Pero Najt continuaba con su expresión horrorizada.

—¿Qué pasa? —pregunté con brusquedad.

—Bien, es amigo mío. Estoy conmocionado.

—Por supuesto, y me lo presentaste aquí. Eso no te convierte en culpable o cómplice. Pero significa que tú puedes ayudarme a atraparlo.

Desvió la vista.

—Amigo mío, ¿por qué tengo la sensación de que me estás ocultando algo, una vez más? ¿Otro de tus secretos?

No dijo nada.

—Necesito que respondas a todas mis preguntas con sinceridad y detalle. Si te niegas, tendré que tomar las medidas pertinentes. Esto también es importante, y no hay tiempo para jueguecitos.

Se quedó estupefacto por mi tono. Nos miramos. Se dio cuenta de que yo hablaba en serio.

—Ambos somos miembros de una sociedad.

—¿Qué clase de sociedad?

Continuó con la mayor de las reticencias.

—Estamos consagrados a la búsqueda del conocimiento per se. Me refiero a la investigación y al estudio de conocimientos secretos. En nuestros tiempos, estos conocimientos esotéricos han sido empujados a la clandestinidad. Se han convertido en inaceptables. Tal vez fueron siempre algo que solo podía ser apreciado por una élite iniciada, que valoraba el conocimiento sobre todo lo demás. Protegemos y continuamos las tradiciones antiguas, la sabiduría antigua.

—¿Cómo?

—Somos iniciados, conservamos los ritos secretos, los libros secretos… —tartamudeó.

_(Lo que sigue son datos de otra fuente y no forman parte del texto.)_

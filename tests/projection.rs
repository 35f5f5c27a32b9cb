mod common;

use std::sync::Arc;

use immofisc::form::{DataEntryForm, FormError};
use immofisc::projection::build_snapshot;
use immofisc::{AppError, CellAddress, CellValue, MemoryWorkbook, ProjectionService, SnapshotCache};

use common::simulation_workbook;

fn attached() -> ProjectionService {
    let mut service = ProjectionService::new(Arc::new(SnapshotCache::new()));
    service.attach(Box::new(simulation_workbook())).unwrap();
    service
}

#[test]
fn sci_is_averages_use_fixed_horizons() {
    let service = attached();
    let snapshot = service.cache().get().unwrap();
    let sci_is = snapshot.regime("SCI IS").unwrap();
    assert_eq!(sci_is.cost_40y, "25 000 €");
    assert_eq!(sci_is.cost_holding_period, "50 000 €");
    assert_eq!(sci_is.global_cost_40y, "1 000 000 €");
    assert_eq!(sci_is.total_cost, "1 000 000 €");
}

#[test]
fn one_record_per_regime_in_display_order() {
    let snapshot = build_snapshot(&simulation_workbook());
    let names: Vec<&str> = snapshot.fiscal_data.iter().map(|r| r.regime.as_str()).collect();
    assert_eq!(
        names,
        [
            "micro nu",
            "micro meublé",
            "micro classé",
            "SCI IS",
            "SCI IS PREL BONI",
            "SCI IR",
            "LMNP",
            "LMNP CGA"
        ]
    );
    // LMNP is approximated by the micro row
    assert_eq!(snapshot.regime("LMNP").unwrap().total_cost, "90 000 €");
    assert_eq!(snapshot.regime("SCI IR").unwrap().total_cost, "120 000 €");
}

#[test]
fn inputs_are_formatted_by_unit() {
    let snapshot = build_snapshot(&simulation_workbook());
    assert_eq!(snapshot.input_data.len(), 13);
    assert_eq!(snapshot.input_data[0].0, "Prix d'acquisition");
    assert_eq!(snapshot.input("Prix d'acquisition"), Some("200 000 €"));
    assert_eq!(snapshot.input("Durée emprunt"), Some("20 ans"));
    assert_eq!(snapshot.input("Taux emprunt"), Some("4 %"));
    assert_eq!(snapshot.input("CGA"), Some("OUI"));
}

#[test]
fn missing_sheets_degrade_instead_of_failing() {
    let wb = MemoryWorkbook::new("empty.xlsx");
    let snapshot = build_snapshot(&wb);
    assert_eq!(snapshot.fiscal_data.len(), 8);
    assert!(snapshot.fiscal_data.iter().all(|r| r.total_cost == "-"));
    assert_eq!(snapshot.input("Travaux"), Some("0 €"));
    assert_eq!(snapshot.input("CGA"), Some("-"));
}

#[test]
fn a_bad_regime_cell_only_affects_that_regime() {
    let wb = simulation_workbook().with_cell("web", "B5", "#DIV/0!");
    let snapshot = build_snapshot(&wb);
    assert_eq!(snapshot.regime("SCI IR").unwrap().cost_40y, "-");
    assert_eq!(snapshot.regime("SCI IS").unwrap().cost_40y, "25 000 €");
}

#[test]
fn recompute_without_workbook_is_reported() {
    let mut service = ProjectionService::new(Arc::new(SnapshotCache::new()));
    assert!(matches!(service.recompute(), Err(AppError::NoWorkbookOpen)));
    assert!(matches!(
        service.read("feuil1", CellAddress::new(4, 3)),
        Err(AppError::NoWorkbookOpen)
    ));
    assert!(service.cache().get().is_none());
}

#[test]
fn missing_acquisition_price_blocks_write_back() {
    let mut service = attached();
    let mut form = DataEntryForm::new();
    form.set("Loyer mensuel", "1500").unwrap();
    form.set("Durée détention", "15").unwrap();

    let err = service.submit(&form).unwrap_err();
    match err {
        AppError::Form(FormError::MissingFields(fields)) => {
            assert_eq!(fields, vec!["Prix d'acquisition"])
        }
        other => panic!("unexpected error {other:?}"),
    }
    // nothing was written
    assert_eq!(
        service.read("feuil1", CellAddress::new(1, 3)).unwrap(),
        CellValue::Number(1_000.0)
    );
}

#[test]
fn submit_writes_the_form_and_refreshes_the_cache() {
    let mut service = attached();
    let mut form = DataEntryForm::new();
    form.set("c4", "310 000").unwrap();
    form.set("c1", "1 450,5").unwrap();
    form.set("c3", "12").unwrap();
    form.set("CGA", "oui").unwrap();
    form.set("Travaux", "à définir").unwrap();

    let snapshot = service.submit(&form).unwrap();
    assert_eq!(snapshot.input("Prix d'acquisition"), Some("310 000 €"));
    assert_eq!(snapshot.input("Loyer mensuel"), Some("1 451 €"));
    assert_eq!(snapshot.input("Travaux"), Some("à définir €"));
    assert_eq!(snapshot.input("CGA"), Some("OUI"));
    assert_eq!(service.cache().get().unwrap(), snapshot);

    // untouched optional fields keep their workbook value
    assert_eq!(
        service.read("feuil1", CellAddress::new(39, 2)).unwrap(),
        CellValue::Number(180_000.0)
    );
}

#[test]
fn close_detaches_and_clears_the_cache() {
    let mut service = attached();
    let cache = service.cache();
    assert!(cache.is_attached());
    service.close();
    assert!(!cache.is_attached());
    assert!(cache.get().is_none());
    assert!(service.workbook_name().is_none());
}

#[test]
fn failed_open_keeps_the_previous_workbook() {
    let mut service = attached();
    assert!(service.open("/nonexistent/simulation.xlsm").is_err());
    assert_eq!(service.workbook_name(), Some("simulation.xlsm"));
    assert!(service.cache().get().is_some());
}
//! Terminal rendering and command parsing for the foreground console.

use std::fmt::Write as _;
use std::path::PathBuf;
use std::str::FromStr;

use crate::fields::{FORM_SECTIONS, find_field};
use crate::form::DataEntryForm;
use crate::history::{HEADERS, SimulationHistoryRow};
use crate::snapshot::Snapshot;
use crate::synthesis::{RevenueRow, SYNTHESIS_COLUMNS, SynthesisRow};

pub const HELP: &str = "\
Commands:
  open <path>          open a workbook (.xlsm, .xlsx, .xls, .xlsb, .ods)
  refresh              re-read the workbook
  show                 regime comparison
  inputs               input summary
  synthese             synthesis sheet table
  revenus              revenue per regime
  form                 show the data-entry form
  set <field>=<value>  fill a form field (label or cell, e.g. c4=250000)
  reset                clear the form
  submit               write the form into the workbook
  save                 save the current simulation to the history
  history              list saved simulations
  export <path>        export the history (.csv or .xlsx)
  web                  start the local web view
  close                close the workbook
  help                 this message
  quit                 exit";

#[derive(Clone, Debug, PartialEq)]
pub enum Command {
    Open(PathBuf),
    Refresh,
    Show,
    Inputs,
    Synthesis,
    Revenue,
    Form,
    Set { field: String, value: String },
    Reset,
    Submit,
    Save,
    History,
    Export(PathBuf),
    Web,
    Close,
    Help,
    Quit,
}

impl FromStr for Command {
    type Err = String;

    fn from_str(line: &str) -> Result<Self, Self::Err> {
        let line = line.trim();
        let (word, rest) = match line.split_once(char::is_whitespace) {
            Some((w, r)) => (w, r.trim()),
            None => (line, ""),
        };
        let path_arg = |name: &str| {
            if rest.is_empty() {
                Err(format!("usage: {} <path>", name))
            } else {
                Ok(PathBuf::from(rest))
            }
        };

        match word.to_lowercase().as_str() {
            "open" => path_arg("open").map(Command::Open),
            "export" => path_arg("export").map(Command::Export),
            "refresh" => Ok(Command::Refresh),
            "show" => Ok(Command::Show),
            "inputs" => Ok(Command::Inputs),
            "synthese" => Ok(Command::Synthesis),
            "revenus" => Ok(Command::Revenue),
            "form" => Ok(Command::Form),
            "set" => {
                let (field, value) = rest
                    .split_once('=')
                    .ok_or_else(|| "usage: set <field>=<value>".to_string())?;
                Ok(Command::Set {
                    field: field.trim().to_string(),
                    value: value.trim().to_string(),
                })
            }
            "reset" => Ok(Command::Reset),
            "submit" => Ok(Command::Submit),
            "save" => Ok(Command::Save),
            "history" => Ok(Command::History),
            "web" => Ok(Command::Web),
            "close" => Ok(Command::Close),
            "help" | "?" => Ok(Command::Help),
            "quit" | "exit" => Ok(Command::Quit),
            "" => Err(String::new()),
            other => Err(format!("unknown command '{}', type 'help'", other)),
        }
    }
}

/// Plain-text table with columns padded to their widest cell.
pub fn render_table<S: AsRef<str>>(headers: &[&str], rows: &[Vec<S>]) -> String {
    let mut widths: Vec<usize> = headers.iter().map(|h| h.chars().count()).collect();
    for row in rows {
        for (i, cell) in row.iter().enumerate() {
            let len = cell.as_ref().chars().count();
            if i < widths.len() {
                widths[i] = widths[i].max(len);
            } else {
                widths.push(len);
            }
        }
    }

    let mut out = String::new();
    push_line(&mut out, headers.to_vec(), &widths);
    let rule: Vec<String> = widths.iter().map(|w| "-".repeat(*w)).collect();
    let _ = writeln!(out, "|-{}-|", rule.join("-|-"));
    for row in rows {
        push_line(&mut out, row.iter().map(|c| c.as_ref()).collect(), &widths);
    }
    out
}

fn push_line(out: &mut String, cells: Vec<&str>, widths: &[usize]) {
    let padded: Vec<String> = cells
        .iter()
        .zip(widths)
        .map(|(c, w)| format!("{}{}", c, " ".repeat(w - c.chars().count())))
        .collect();
    let _ = writeln!(out, "| {} |", padded.join(" | "));
}

pub fn render_regimes(snapshot: &Snapshot) -> String {
    let rows: Vec<Vec<&str>> = snapshot
        .fiscal_data
        .iter()
        .map(|r| {
            let mut row = vec![r.regime.as_str()];
            row.extend(r.figures());
            row
        })
        .collect();
    render_table(&SYNTHESIS_COLUMNS, &rows)
}

pub fn render_inputs(snapshot: &Snapshot) -> String {
    let rows: Vec<Vec<&str>> = snapshot
        .input_data
        .iter()
        .map(|(label, value)| vec![label.as_str(), value.as_str()])
        .collect();
    render_table(&["Paramètre", "Valeur"], &rows)
}

pub fn render_synthesis(rows: &[SynthesisRow]) -> String {
    let rows: Vec<Vec<&str>> = rows
        .iter()
        .map(|r| {
            let mut row = vec![r.regime];
            row.extend(r.values.iter().map(String::as_str));
            row
        })
        .collect();
    render_table(&SYNTHESIS_COLUMNS, &rows)
}

pub fn render_revenue(rows: &[RevenueRow]) -> String {
    let rows: Vec<Vec<String>> = rows.iter().map(|r| r.formatted().to_vec()).collect();
    render_table(&["Régime", "Revenu global", "Résultat"], &rows)
}

pub fn render_history(rows: &[SimulationHistoryRow]) -> String {
    let cells: Vec<Vec<String>> = rows
        .iter()
        .map(|r| r.to_cells().iter().map(|c| c.to_string()).collect())
        .collect();
    let mut out = render_table(&HEADERS, &cells);
    let _ = write!(out, "Total des simulations: {}", rows.len());
    if let Some(last) = rows.last() {
        let _ = write!(out, " | Dernière simulation: {}", last.date);
    }
    out.push('\n');
    out
}

pub fn render_form(form: &DataEntryForm) -> String {
    let mut out = String::new();
    for (title, labels) in FORM_SECTIONS {
        let _ = writeln!(out, "[{}]", title);
        for field in labels.iter().filter_map(|l| find_field(l)) {
            let marker = if field.required { "*" } else { " " };
            let _ = writeln!(
                out,
                " {} {:<24} {:>5}  {:<12} {}",
                marker,
                field.label,
                field.address.to_string(),
                form.get(field.address),
                field.unit
            );
        }
    }
    out.push_str(" * required\n");
    out
}

#[cfg(test)]
mod tests {
    use super::*;

    #[test]
    fn parses_commands() {
        assert_eq!("show".parse::<Command>(), Ok(Command::Show));
        assert_eq!("  QUIT ".parse::<Command>(), Ok(Command::Quit));
        assert_eq!(
            "open /tmp/simu lation.xlsm".parse::<Command>(),
            Ok(Command::Open(PathBuf::from("/tmp/simu lation.xlsm")))
        );
        assert_eq!(
            "set Prix d'acquisition = 250 000".parse::<Command>(),
            Ok(Command::Set {
                field: "Prix d'acquisition".into(),
                value: "250 000".into()
            })
        );
    }

    #[test]
    fn rejects_incomplete_commands() {
        assert!("open".parse::<Command>().is_err());
        assert!("set c4".parse::<Command>().is_err());
        assert!("frobnicate".parse::<Command>().is_err());
    }

    #[test]
    fn table_columns_are_aligned() {
        let table = render_table(&["a", "bb"], &[vec!["xxx", "y"]]);
        let lines: Vec<&str> = table.lines().collect();
        assert_eq!(lines[0], "| a   | bb |");
        assert_eq!(lines[1], "|-----|----|");
        assert_eq!(lines[2], "| xxx | y  |");
    }

    #[test]
    fn form_marks_required_fields() {
        let text = render_form(&DataEntryForm::new());
        assert!(text.contains("[Informations sur le bien]"));
        assert!(text.lines().any(|l| l.starts_with(" * Prix d'acquisition")));
        assert!(text.lines().any(|l| l.contains("CGA") && l.contains("NON")));
    }
}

—Ahora vamos bien. ¿Sobre qué versan esos libros?

—Sobre todo. Medicina. Estrellas. Números. Pero solo tienen una cosa en común.

Vaciló.

—¿Qué es? —pregunté.

—Osiris. Es nuestro dios.

Osiris. El rey que, en la historia antigua, gobernaba las Dos Tierras, pero fue traicionado y asesinado, y después resucitado en el Otro Mundo por su esposa Isis, cuyo amor y lealtad lo hizo posible. Osiris, a quien plasmamos como un hombre con piel negra o verde, con el fin de indicar su fertilidad y su regalo de resurrección y vida eterna, vestido con los vendajes blancos de los muertos, sosteniendo el cayado y el látigo, y la corona blanca. Osiris, a quien también llamamos «la sempiterna buena persona». Osiris, quien ofrece la esperanza de la vida eterna, siempre que sus seguidores lleven a cabo los preparativos adecuados para morir. Osiris, quien según se dice nos espera a todos después de la muerte en la Sala del Juicio, el juez supremo, preparado para escuchar nuestra confesión.

Me senté y examiné a Najt un momento. Tenía la sensación de que aquel hombre, a quien consideraba un amigo íntimo, se había transformado de repente casi en un desconocido para mí. Me miró como si sintiera lo mismo.

—Lamento mi manera de hablarte. Nuestra amistad es muy importante para mí, y no quiero ponerla en peligro. Pero no tenía otra alternativa. Tenía que obligarte a decirme esto. Eres mi único contacto posible con ese hombre.

Asintió poco a poco, y fuimos recuperando gradualmente la cordialidad de nuestra relación.